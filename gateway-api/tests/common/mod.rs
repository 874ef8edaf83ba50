#![allow(dead_code)]

use async_trait::async_trait;
use axum::body::{to_bytes, Body};
use axum::http::{header, Method, Request};
use axum::response::Response;
use axum::Router;
use gateway_api::config::Settings;
use gateway_api::providers::{
    ChatMessage, ChatOutput, EchoProvider, EmbeddingOutput, GenerationParams, ModelInfo,
    ModelProvider, ProviderError,
};
use gateway_api::{build_router, AppState};
use service_core::middleware::{AccessLogEntry, AccessLogSink};
use service_core::observability::SourceLocationFormat;
use std::io;
use std::sync::{Arc, Mutex};
use std::time::Duration;

/// Keeps every access log entry for later inspection.
#[derive(Default)]
pub struct RecordingSink {
    entries: Mutex<Vec<AccessLogEntry>>,
}

impl RecordingSink {
    pub fn entries(&self) -> Vec<AccessLogEntry> {
        self.entries.lock().unwrap().clone()
    }
}

impl AccessLogSink for RecordingSink {
    fn record(&self, entry: &AccessLogEntry) {
        self.entries.lock().unwrap().push(entry.clone());
    }
}

#[derive(Clone, Default)]
struct SharedBuffer(Arc<Mutex<Vec<u8>>>);

impl io::Write for SharedBuffer {
    fn write(&mut self, buf: &[u8]) -> io::Result<usize> {
        self.0.lock().unwrap().extend_from_slice(buf);
        Ok(buf.len())
    }

    fn flush(&mut self) -> io::Result<()> {
        Ok(())
    }
}

/// Collects log lines emitted on the current thread until dropped.
///
/// `#[tokio::test]` runs on a current-thread runtime, so events from the
/// router land here too.
pub struct LogCapture {
    buffer: SharedBuffer,
    _guard: tracing::subscriber::DefaultGuard,
}

impl LogCapture {
    pub fn start() -> Self {
        let buffer = SharedBuffer::default();
        let writer = buffer.clone();
        let subscriber = tracing_subscriber::fmt()
            .with_max_level(tracing::Level::DEBUG)
            .event_format(SourceLocationFormat)
            .with_writer(move || writer.clone())
            .finish();

        Self {
            buffer,
            _guard: tracing::subscriber::set_default(subscriber),
        }
    }

    pub fn output(&self) -> String {
        String::from_utf8(self.buffer.0.lock().unwrap().clone()).unwrap()
    }

    pub fn lines_containing(&self, needle: &str) -> Vec<String> {
        self.output()
            .lines()
            .filter(|line| line.contains(needle))
            .map(str::to_string)
            .collect()
    }
}

pub struct TestApp {
    pub router: Router,
    pub access_log: Arc<RecordingSink>,
}

impl TestApp {
    pub fn spawn() -> Self {
        let settings = Settings::default();
        let provider = Arc::new(EchoProvider::new(&settings.models.available));
        Self::with(settings, provider)
    }

    pub fn with(settings: Settings, provider: Arc<dyn ModelProvider>) -> Self {
        let settings = settings.validated().expect("invalid test settings");
        let access_log = Arc::new(RecordingSink::default());
        let router = build_router(AppState::new(settings, provider), access_log.clone());
        Self { router, access_log }
    }

    /// The router the Lambda entrypoint serves, with its response cap.
    pub fn for_lambda() -> Self {
        let settings = Settings::default();
        let provider = Arc::new(EchoProvider::new(&settings.models.available));
        let access_log = Arc::new(RecordingSink::default());
        let router =
            gateway_api::lambda::build_router(AppState::new(settings, provider), access_log.clone());
        Self { router, access_log }
    }

    pub fn with_provider(provider: Arc<dyn ModelProvider>) -> Self {
        Self::with(Settings::default(), provider)
    }

    pub async fn send(&self, request: Request<Body>) -> Response {
        use tower::ServiceExt;
        self.router.clone().oneshot(request).await.unwrap()
    }
}

pub fn get_req(uri: &str) -> Request<Body> {
    Request::builder()
        .method(Method::GET)
        .uri(uri)
        .body(Body::empty())
        .unwrap()
}

pub fn json_post(uri: &str, body: serde_json::Value) -> Request<Body> {
    raw_post(uri, &body.to_string())
}

pub fn raw_post(uri: &str, body: &str) -> Request<Body> {
    Request::builder()
        .method(Method::POST)
        .uri(uri)
        .header(header::CONTENT_TYPE, "application/json")
        .body(Body::from(body.to_string()))
        .unwrap()
}

pub async fn body_text(resp: Response) -> String {
    let bytes = to_bytes(resp.into_body(), 1024 * 1024).await.unwrap();
    String::from_utf8(bytes.to_vec()).unwrap()
}

pub async fn body_json(resp: Response) -> serde_json::Value {
    serde_json::from_str(&body_text(resp).await).unwrap()
}

pub fn content_type(resp: &Response) -> String {
    resp.headers()
        .get(header::CONTENT_TYPE)
        .expect("missing content-type")
        .to_str()
        .unwrap()
        .to_string()
}

/// Sleeps before answering so timings have a known lower bound.
pub struct SlowProvider {
    pub delay: Duration,
    inner: EchoProvider,
}

impl SlowProvider {
    pub fn new(delay: Duration) -> Self {
        Self {
            delay,
            inner: EchoProvider::new(&Settings::default().models.available),
        }
    }
}

#[async_trait]
impl ModelProvider for SlowProvider {
    async fn list_models(&self) -> Result<Vec<ModelInfo>, ProviderError> {
        tokio::time::sleep(self.delay).await;
        self.inner.list_models().await
    }

    async fn chat(
        &self,
        model: &str,
        messages: &[ChatMessage],
        params: &GenerationParams,
    ) -> Result<ChatOutput, ProviderError> {
        tokio::time::sleep(self.delay).await;
        self.inner.chat(model, messages, params).await
    }

    async fn embed(&self, model: &str, texts: &[String]) -> Result<EmbeddingOutput, ProviderError> {
        tokio::time::sleep(self.delay).await;
        self.inner.embed(model, texts).await
    }
}

/// Fails every call, either with a backend error or by panicking.
pub struct BrokenProvider {
    pub panic: bool,
}

impl BrokenProvider {
    fn fail<T>(&self) -> Result<T, ProviderError> {
        if self.panic {
            panic!("provider exploded");
        }
        Err(ProviderError::Backend("upstream timed out".to_string()))
    }
}

#[async_trait]
impl ModelProvider for BrokenProvider {
    async fn list_models(&self) -> Result<Vec<ModelInfo>, ProviderError> {
        self.fail()
    }

    async fn chat(
        &self,
        _model: &str,
        _messages: &[ChatMessage],
        _params: &GenerationParams,
    ) -> Result<ChatOutput, ProviderError> {
        self.fail()
    }

    async fn embed(&self, _model: &str, _texts: &[String]) -> Result<EmbeddingOutput, ProviderError> {
        self.fail()
    }
}
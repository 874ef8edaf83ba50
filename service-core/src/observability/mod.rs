pub mod logging;

pub use logging::{init_tracing, SourceLocationFormat};
use crate::error::AppError;
use config::{Config as Cfg, Environment, File};
use serde::de::DeserializeOwned;
use serde::Deserialize;

/// Prefix for environment overrides, e.g. `APP__SERVER__PORT=9000`.
pub const ENV_PREFIX: &str = "APP";

/// Server and logging settings shared by every binary.
#[derive(Debug, Deserialize, Clone)]
pub struct Config {
    #[serde(default = "default_host")]
    pub host: String,
    #[serde(default = "default_port")]
    pub port: u16,
    #[serde(default = "default_log_level")]
    pub log_level: String,
    #[serde(default)]
    pub log_format: LogFormat,
    /// OTLP collector endpoint. Span export is disabled when unset.
    #[serde(default)]
    pub otlp_endpoint: Option<String>,
}

#[derive(Debug, Deserialize, Clone, Copy, Default, PartialEq, Eq)]
#[serde(rename_all = "lowercase")]
pub enum LogFormat {
    /// `<timestamp> [<LEVEL>] <file>:<line> - <message>`
    #[default]
    Text,
    Json,
}

fn default_host() -> String {
    "0.0.0.0".to_string()
}

fn default_port() -> u16 {
    8000
}

fn default_log_level() -> String {
    "debug".to_string()
}

impl Default for Config {
    fn default() -> Self {
        Self {
            host: default_host(),
            port: default_port(),
            log_level: default_log_level(),
            log_format: LogFormat::default(),
            otlp_endpoint: None,
        }
    }
}

impl Config {
    /// `host:port` string suitable for binding a listener.
    pub fn address(&self) -> String {
        format!("{}:{}", self.host, self.port)
    }
}

/// Load a settings tree from `.env`, an optional `configuration` file and
/// `APP__`-prefixed environment variables, in increasing precedence.
///
/// Keys listed in `list_keys` are split on commas when they come from the
/// environment.
pub fn load_settings<T: DeserializeOwned>(list_keys: &[&str]) -> Result<T, AppError> {
    dotenvy::dotenv().ok();

    let mut environment = Environment::with_prefix(ENV_PREFIX).separator("__");
    if !list_keys.is_empty() {
        environment = environment.list_separator(",");
        for key in list_keys {
            environment = environment.with_list_parse_key(key);
        }
    }

    let config = Cfg::builder()
        .add_source(File::with_name("configuration").required(false))
        .add_source(environment)
        .build()?;

    Ok(config.try_deserialize()?)
}
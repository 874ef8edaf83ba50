//! Request timing and access logging.

use axum::{
    extract::{Request, State},
    http::{header, Method, StatusCode},
    middleware::Next,
    response::Response,
};
use std::fmt;
use std::sync::Arc;
use std::time::{Duration, Instant};

/// One completed request/response pair.
#[derive(Debug, Clone, PartialEq, Eq)]
pub struct AccessLogEntry {
    pub method: Method,
    pub url: String,
    pub status: StatusCode,
    pub elapsed: Duration,
}

impl fmt::Display for AccessLogEntry {
    fn fmt(&self, f: &mut fmt::Formatter<'_>) -> fmt::Result {
        write!(
            f,
            "{} {} - Status: {} - Time: {:.4}s",
            self.method,
            self.url,
            self.status.as_u16(),
            self.elapsed.as_secs_f64()
        )
    }
}

/// Destination for access log entries.
///
/// Implementations must tolerate concurrent calls from in-flight requests.
pub trait AccessLogSink: Send + Sync {
    fn record(&self, entry: &AccessLogEntry);
}

/// Emits each entry as a debug-level `tracing` event.
#[derive(Debug, Default, Clone, Copy)]
pub struct TracingAccessLog;

impl AccessLogSink for TracingAccessLog {
    fn record(&self, entry: &AccessLogEntry) {
        tracing::debug!("{}", entry);
    }
}

/// Absolute URL of the request as the client addressed it.
///
/// Origin-form URIs are completed from the `Host` header, using
/// `X-Forwarded-Proto` for the scheme when a proxy supplied one.
pub fn request_url(req: &Request) -> String {
    let uri = req.uri();
    if uri.scheme().is_some() {
        return uri.to_string();
    }

    let headers = req.headers();
    let Some(host) = headers.get(header::HOST).and_then(|h| h.to_str().ok()) else {
        return uri.to_string();
    };
    let scheme = headers
        .get("x-forwarded-proto")
        .and_then(|h| h.to_str().ok())
        .unwrap_or("http");

    format!("{}://{}{}", scheme, host, uri)
}

/// Time the rest of the pipeline and record one entry once it returns.
///
/// The response is passed through untouched. If the inner future is dropped
/// (client disconnect, host cancellation) nothing is recorded.
pub async fn timing_middleware(
    State(sink): State<Arc<dyn AccessLogSink>>,
    req: Request,
    next: Next,
) -> Response {
    let method = req.method().clone();
    let url = request_url(&req);
    let start = Instant::now();

    let response = next.run(req).await;

    sink.record(&AccessLogEntry {
        method,
        url,
        status: response.status(),
        elapsed: start.elapsed(),
    });

    response
}

#[cfg(test)]
mod tests {
    use super::*;
    use axum::{body::Body, http, middleware::from_fn_with_state, routing::get, Router};
    use std::sync::Mutex;
    use tower::ServiceExt;

    #[derive(Default)]
    struct Recorder(Mutex<Vec<AccessLogEntry>>);

    impl AccessLogSink for Recorder {
        fn record(&self, entry: &AccessLogEntry) {
            self.0.lock().unwrap().push(entry.clone());
        }
    }

    #[test]
    fn entry_renders_four_decimal_seconds() {
        let entry = AccessLogEntry {
            method: Method::POST,
            url: "http://localhost:8000/api/v1/chat/completions".to_string(),
            status: StatusCode::BAD_REQUEST,
            elapsed: Duration::from_micros(12_345),
        };

        assert_eq!(
            entry.to_string(),
            "POST http://localhost:8000/api/v1/chat/completions - Status: 400 - Time: 0.0123s"
        );
    }

    #[test]
    fn origin_form_uri_is_completed_from_host() {
        let req = http::Request::builder()
            .uri("/health?verbose=1")
            .header(header::HOST, "gateway.internal:8000")
            .header("x-forwarded-proto", "https")
            .body(Body::empty())
            .unwrap();

        assert_eq!(request_url(&req), "https://gateway.internal:8000/health?verbose=1");
    }

    #[test]
    fn uri_without_host_is_used_as_is() {
        let req = http::Request::builder().uri("/health").body(Body::empty()).unwrap();
        assert_eq!(request_url(&req), "/health");
    }

    #[tokio::test]
    async fn records_once_and_passes_response_through() {
        let recorder = Arc::new(Recorder::default());
        let sink: Arc<dyn AccessLogSink> = recorder.clone();
        let app = Router::new()
            .route("/teapot", get(|| async { (StatusCode::IM_A_TEAPOT, "short and stout") }))
            .layer(from_fn_with_state(sink, timing_middleware));

        let response = app
            .oneshot(http::Request::builder().uri("/teapot").body(Body::empty()).unwrap())
            .await
            .unwrap();

        assert_eq!(response.status(), StatusCode::IM_A_TEAPOT);
        let entries = recorder.0.lock().unwrap();
        assert_eq!(entries.len(), 1);
        assert_eq!(entries[0].method, Method::GET);
        assert_eq!(entries[0].url, "/teapot");
        assert_eq!(entries[0].status, StatusCode::IM_A_TEAPOT);
    }
}
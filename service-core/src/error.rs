use axum::{
    extract::rejection::{JsonRejection, PathRejection},
    http::StatusCode,
    response::{IntoResponse, Response},
    Json,
};
use serde::Serialize;
use thiserror::Error;

/// Inbound data did not match the shape an endpoint expects.
///
/// The display form is the client-facing description and is returned
/// verbatim as the body of the 400 response.
#[derive(Debug, Clone, Error, PartialEq, Eq)]
#[error("{description}")]
pub struct RequestValidationError {
    description: String,
}

impl RequestValidationError {
    pub fn new(description: impl Into<String>) -> Self {
        Self {
            description: description.into(),
        }
    }

    pub fn description(&self) -> &str {
        &self.description
    }
}

impl From<JsonRejection> for RequestValidationError {
    fn from(rejection: JsonRejection) -> Self {
        Self::new(rejection.body_text())
    }
}

impl From<PathRejection> for RequestValidationError {
    fn from(rejection: PathRejection) -> Self {
        Self::new(rejection.body_text())
    }
}

impl From<validator::ValidationErrors> for RequestValidationError {
    fn from(errors: validator::ValidationErrors) -> Self {
        Self::new(errors.to_string())
    }
}

#[derive(Debug, Error)]
pub enum AppError {
    #[error(transparent)]
    Validation(#[from] RequestValidationError),

    #[error("Not found: {0}")]
    NotFound(String),

    #[error("Bad Gateway: {0}")]
    BadGateway(String),

    #[error("Internal server error: {0}")]
    InternalError(#[from] anyhow::Error),

    #[error("Configuration error: {0}")]
    ConfigError(anyhow::Error),
}

impl From<validator::ValidationErrors> for AppError {
    fn from(errors: validator::ValidationErrors) -> Self {
        AppError::Validation(errors.into())
    }
}

impl From<config::ConfigError> for AppError {
    fn from(err: config::ConfigError) -> Self {
        AppError::ConfigError(anyhow::Error::new(err))
    }
}

impl From<std::io::Error> for AppError {
    fn from(err: std::io::Error) -> Self {
        AppError::InternalError(anyhow::Error::new(err))
    }
}

/// Render a request-shape failure as `400 text/plain` with the error
/// description as the body.
pub fn validation_error_response(err: &RequestValidationError) -> Response {
    tracing::error!("Validation Error: app:{}", err);
    (StatusCode::BAD_REQUEST, err.to_string()).into_response()
}

impl IntoResponse for AppError {
    fn into_response(self) -> Response {
        #[derive(Serialize)]
        struct ErrorResponse {
            error: String,
        }

        let (status, error_message) = match self {
            AppError::Validation(err) => return validation_error_response(&err),
            AppError::NotFound(msg) => (StatusCode::NOT_FOUND, msg),
            AppError::BadGateway(msg) => (StatusCode::BAD_GATEWAY, format!("Bad Gateway: {}", msg)),
            AppError::InternalError(_) => (
                StatusCode::INTERNAL_SERVER_ERROR,
                "Internal server error".to_string(),
            ),
            AppError::ConfigError(_) => (
                StatusCode::INTERNAL_SERVER_ERROR,
                "Configuration error".to_string(),
            ),
        };

        (
            status,
            Json(ErrorResponse {
                error: error_message,
            }),
        )
            .into_response()
    }
}
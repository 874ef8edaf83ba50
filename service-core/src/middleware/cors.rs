use tower_http::cors::{AllowHeaders, AllowMethods, AllowOrigin, Any, CorsLayer};

/// Cross-origin policy admitting every origin, method and header.
///
/// Browsers refuse `*` on credentialed requests and tower-http rejects the
/// combination at runtime, so with credentials enabled the request's origin,
/// method and headers are echoed back instead.
pub fn permissive_cors(allow_credentials: bool) -> CorsLayer {
    if allow_credentials {
        CorsLayer::new()
            .allow_origin(AllowOrigin::mirror_request())
            .allow_methods(AllowMethods::mirror_request())
            .allow_headers(AllowHeaders::mirror_request())
            .allow_credentials(true)
    } else {
        CorsLayer::new()
            .allow_origin(Any)
            .allow_methods(Any)
            .allow_headers(Any)
    }
}
//! service-core: Shared infrastructure for the gateway HTTP service.
pub mod config;
pub mod error;
pub mod middleware;
pub mod observability;

pub use axum;
pub use serde;
pub use serde_json;
pub use tokio;
pub use tower_http;
pub use tracing;
pub use validator;
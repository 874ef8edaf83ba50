pub mod config;
pub mod extract;
pub mod handlers;
pub mod lambda;
pub mod providers;
pub mod routers;
pub mod startup;

pub use startup::{build_router, AppState, Application};
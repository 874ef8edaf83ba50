use axum::{
    async_trait,
    extract::{FromRequest, FromRequestParts, Path, Request},
    http::request::Parts,
    Json,
};
use serde::de::DeserializeOwned;
use service_core::error::{AppError, RequestValidationError};
use validator::Validate;

/// JSON body that must both deserialize and pass its `validator` rules.
///
/// Every failure (wrong content type, malformed JSON, missing or mistyped
/// field, failed rule) is rejected as [`AppError::Validation`].
pub struct ValidatedJson<T>(pub T);

#[async_trait]
impl<T, S> FromRequest<S> for ValidatedJson<T>
where
    T: DeserializeOwned + Validate + 'static,
    S: Send + Sync,
{
    type Rejection = AppError;

    async fn from_request(req: Request, state: &S) -> Result<Self, Self::Rejection> {
        let Json(value) = Json::<T>::from_request(req, state)
            .await
            .map_err(RequestValidationError::from)?;

        value.validate()?;

        Ok(ValidatedJson(value))
    }
}

/// Path parameters whose rejection goes through the same validation
/// handler as request bodies.
pub struct ValidatedPath<T>(pub T);

#[async_trait]
impl<T, S> FromRequestParts<S> for ValidatedPath<T>
where
    T: DeserializeOwned + Send,
    S: Send + Sync,
{
    type Rejection = AppError;

    async fn from_request_parts(parts: &mut Parts, state: &S) -> Result<Self, Self::Rejection> {
        let Path(value) = Path::<T>::from_request_parts(parts, state)
            .await
            .map_err(RequestValidationError::from)?;

        Ok(ValidatedPath(value))
    }
}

****************************************

About this task. Reproduce exactly every line that sits between the start of the entries and the line bearing "use gateway_api::config::Settings;", counting both of those lines.

Answer section.
filename gateway-api/tests/common/mod.rs
repository 874ef8edaf83ba50
#![allow(dead_code)]

use async_trait::async_trait;
use axum::body::{to_bytes, Body};
use axum::http::{header, Method, Request};
use axum::response::Response;
use axum::Router;
use gateway_api::config::Settings;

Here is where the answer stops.